Cavity optomechanics enables the control of mechanical motion through the radiation-pressure interaction and has contributed to the quantum control of engineered mechanical systems ranging from kilogram-scale Laser Interferometer Gravitational-wave Observatory (LIGO) mirrors to nanomechanical systems. Yet nearly all previous schemes have used single- or few-mode optomechanical systems.
Leading theoretical research has projected that optomechanical lattices can access substantially more complex physics and unique dynamics, such as quantum collective dynamics and topological phenomena. However, creating optomechanical lattices that can support numerous coupled optical and mechanical degrees of freedom and duplicating such devices experimentally under tight control has proven difficult.
The first large-scale and reconfigurable superconducting circuit optomechanical lattice that can solve the scaling issues of quantum optomechanical systems has been created by scientists in the laboratory of Tobias J. Kippenberg at EPFL’s School of Basic Sciences. The team realized an optomechanically strained graphene lattice and used cutting-edge measuring methods to examine non-trivial topological edge states.
A “vacuum-gap drumhead capacitor,” also a critical component of the single site of the lattice, is comprised of a thin aluminum film hung over a trench in a silicon substrate. This makes up the device’s vibrating component and simultaneously creates a resonant microwave circuit with a spiral inductor.
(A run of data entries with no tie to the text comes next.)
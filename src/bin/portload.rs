//! # portload
//!
//! Reads a JSON port catalogue and logs every port it contains, in file order.
//!
//! Usage:
//!   portload [-f <path>]

use std::fs::File;
use std::io::BufReader;

use anyhow::Context;
use clap::Parser;
use ports::load_ports;
use ports::logging::init_tracing;

#[derive(Parser)]
#[command(name = "portload")]
#[command(version, about = "Decode a JSON port catalogue")]
struct Cli {
    /// Path to JSON file
    #[arg(short, long, default_value = "testdata/ports.json")]
    file: String,
}

fn main() -> anyhow::Result<()> {
    init_tracing("info");
    let cli = Cli::parse();

    let file = File::open(&cli.file).with_context(|| format!("opening file {}", cli.file))?;

    let count = load_ports(BufReader::new(file), |i, port| {
        tracing::info!(index = i, port_id = %port.id, name = %port.name, "Port: {:?}", port);
    })?;

    tracing::info!(count, file = %cli.file, "Finished decoding ports");
    Ok(())
}
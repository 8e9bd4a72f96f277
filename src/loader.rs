//! Port catalogue decoding.
//!
//! A catalogue is one JSON object whose keys are port identifiers and whose
//! values are port documents:
//!
//! ```json
//! {
//!   "AEAJM": { "name": "Ajman", "city": "Ajman", "coordinates": [55.51, 25.40] },
//!   "AEAUH": { "name": "Abu Dhabi", "city": "Abu Dhabi" }
//! }
//! ```
//!
//! Entries are decoded one at a time, in file order, so large catalogues are
//! never held in memory as a whole.

use crate::core_types::Port;
use serde::de::{Deserializer as _, MapAccess, Visitor};
use std::fmt;
use std::io::Read;
use thiserror::Error;

#[derive(Debug, Error)]
pub enum LoadError {
    #[error("decoding port catalogue: {0}")]
    Decode(#[from] serde_json::Error),
}

/// Decode a port catalogue from `reader`, calling `on_port` with the 1-based
/// position and the port for every entry. The entry key becomes the port `id`.
///
/// Returns the number of ports decoded.
///
/// # Errors
///
/// Returns [`LoadError::Decode`] if the input is not a JSON object of port
/// documents or has trailing content after it.
pub fn load_ports<R, F>(reader: R, mut on_port: F) -> Result<usize, LoadError>
where
    R: Read,
    F: FnMut(usize, Port),
{
    let mut de = serde_json::Deserializer::from_reader(reader);
    let count = (&mut de).deserialize_map(CatalogueVisitor {
        on_port: &mut on_port,
    })?;
    de.end()?;
    Ok(count)
}

struct CatalogueVisitor<'a, F> {
    on_port: &'a mut F,
}

impl<'de, F> Visitor<'de> for CatalogueVisitor<'_, F>
where
    F: FnMut(usize, Port),
{
    type Value = usize;

    fn expecting(&self, f: &mut fmt::Formatter<'_>) -> fmt::Result {
        f.write_str("a JSON object of ports keyed by port identifier")
    }

    fn visit_map<A>(self, mut map: A) -> Result<Self::Value, A::Error>
    where
        A: MapAccess<'de>,
    {
        let mut count = 0;
        while let Some((port_id, mut port)) = map.next_entry::<String, Port>()? {
            count += 1;
            port.id = port_id;
            (self.on_port)(count, port);
        }
        Ok(count)
    }
}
Amir Youssefi, who led the project, said, “We developed a novel nanofabrication technique for superconducting circuit optomechanical systems with high reproducibility and extremely tight tolerances on the parameters of the individual devices. This enables us to make the different sites virtually identical, like in a natural lattice.”
It is well known that the graphene lattice displays non-trivial topological characteristics and localized edge states. These states were seen in what the scientists refer to as a “optomechanical graphene flake” made up of twenty-four spots.
Andrea Bancora, who contributed to the research, said, “Thanks to the built-in optomechanical toolkit, we could directly and non-perturbatively image the collective electromagnetic mode shapes in such lattices. This is a unique feature of this platform.”
Their new platform offers a trustworthy testbed for researching topological physics in one and two-dimensional lattices, as demonstrated by the team’s results, which closely match the theoretical predictions.
Shingo Kono, another member of the research team, said, “By having access to both the energy levels and mode shapes of these collective excitations, we were able to reconstruct the full underlying Hamiltonian of the system, allowing for the full extraction of disorder and coupling strengths in a superconducting lattice for the first time.”